----- Material for this task

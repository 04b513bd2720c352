//! Sequential log reader with strict corruption detection
//!
//! Every record is checksum-verified as it is read. Any failure while
//! replaying a log is corruption: the caller must refuse to serve from it.

use std::collections::HashMap;
use std::fs::File;
use std::io::{BufReader, Read};
use std::path::{Path, PathBuf};

use super::errors::{StorageError, StorageResult};
use super::record::{LogRecord, MIN_RECORD_SIZE};

/// Reads a collection log front to back.
pub struct LogReader {
    path: PathBuf,
    reader: BufReader<File>,
    current_offset: u64,
    file_size: u64,
}

impl LogReader {
    /// Opens a log file for reading.
    pub fn open(path: &Path) -> StorageResult<Self> {
        let file = File::open(path).map_err(|e| {
            StorageError::read_failed(format!("Failed to open log file: {}", path.display()), e)
        })?;

        let file_size = file
            .metadata()
            .map_err(|e| StorageError::read_failed("Failed to read file metadata", e))?
            .len();

        Ok(Self {
            path: path.to_path_buf(),
            reader: BufReader::new(file),
            current_offset: 0,
            file_size,
        })
    }

    pub fn path(&self) -> &Path {
        &self.path
    }

    pub fn current_offset(&self) -> u64 {
        self.current_offset
    }

    /// Reads the next record.
    ///
    /// - `Ok(Some(record))` if a record was read
    /// - `Ok(None)` at end of file
    /// - `Err(ROSTER_DATA_CORRUPTION)` on a truncated or mismatched record
    pub fn read_next(&mut self) -> StorageResult<Option<LogRecord>> {
        if self.current_offset >= self.file_size {
            return Ok(None);
        }

        let remaining = self.file_size - self.current_offset;
        if remaining < MIN_RECORD_SIZE as u64 {
            return Err(StorageError::corruption_at_offset(
                self.current_offset,
                format!(
                    "Truncated log: {} bytes remaining, minimum record size is {}",
                    remaining, MIN_RECORD_SIZE
                ),
            ));
        }

        let mut len_buf = [0u8; 4];
        self.reader.read_exact(&mut len_buf).map_err(|e| {
            StorageError::corruption_at_offset(
                self.current_offset,
                format!("Failed to read record length: {}", e),
            )
        })?;
        let record_length = u64::from(u32::from_le_bytes(len_buf));

        if record_length < MIN_RECORD_SIZE as u64 || record_length > remaining {
            return Err(StorageError::corruption_at_offset(
                self.current_offset,
                format!(
                    "Record length {} invalid with {} bytes remaining",
                    record_length, remaining
                ),
            ));
        }

        let mut record_buf = vec![0u8; record_length as usize];
        record_buf[..4].copy_from_slice(&len_buf);
        self.reader.read_exact(&mut record_buf[4..]).map_err(|e| {
            StorageError::corruption_at_offset(
                self.current_offset,
                format!("Failed to read record body: {}", e),
            )
        })?;

        let (record, consumed) = LogRecord::deserialize(&record_buf)
            .map_err(|e| StorageError::corruption_at_offset(self.current_offset, e.to_string()))?;

        self.current_offset += consumed as u64;
        Ok(Some(record))
    }

    /// Reads every record in file order.
    pub fn read_all(&mut self) -> StorageResult<Vec<LogRecord>> {
        let mut records = Vec::new();
        while let Some(record) = self.read_next()? {
            records.push(record);
        }
        Ok(records)
    }

    /// Replays the log into the set of live documents.
    ///
    /// Later records overwrite earlier ones; a tombstone removes the document.
    pub fn live_documents(&mut self) -> StorageResult<HashMap<String, Vec<u8>>> {
        let mut live = HashMap::new();
        while let Some(record) = self.read_next()? {
            if record.is_tombstone {
                live.remove(&record.document_id);
            } else {
                live.insert(record.document_id, record.body);
            }
        }
        Ok(live)
    }
}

----------

§ Exercise description
Extract, please, the lines from the start of the entries above through the one with "pub fn read_next(&mut", both included, reproducing each exactly and adding nothing.

§ Response area
repository 04b513bd2720c352
//! Sequential log reader with strict corruption detection
//!
//! Every record is checksum-verified as it is read. Any failure while
//! replaying a log is corruption: the caller must refuse to serve from it.

use std::collections::HashMap;
use std::fs::File;
use std::io::{BufReader, Read};
use std::path::{Path, PathBuf};

use super::errors::{StorageError, StorageResult};
use super::record::{LogRecord, MIN_RECORD_SIZE};

/// Reads a collection log front to back.
pub struct LogReader {
    path: PathBuf,
    reader: BufReader<File>,
    current_offset: u64,
    file_size: u64,
}

impl LogReader {
    /// Opens a log file for reading.
    pub fn open(path: &Path) -> StorageResult<Self> {
        let file = File::open(path).map_err(|e| {
            StorageError::read_failed(format!("Failed to open log file: {}", path.display()), e)
        })?;

        let file_size = file
            .metadata()
            .map_err(|e| StorageError::read_failed("Failed to read file metadata", e))?
            .len();

        Ok(Self {
            path: path.to_path_buf(),
            reader: BufReader::new(file),
            current_offset: 0,
            file_size,
        })
    }

    pub fn path(&self) -> &Path {
        &self.path
    }

    pub fn current_offset(&self) -> u64 {
        self.current_offset
    }

    /// Reads the next record.
    ///
    /// - `Ok(Some(record))` if a record was read
    /// - `Ok(None)` at end of file
    /// - `Err(ROSTER_DATA_CORRUPTION)` on a truncated or mismatched record
    pub fn read_next(&mut self) -> StorageResult<Option<LogRecord>> {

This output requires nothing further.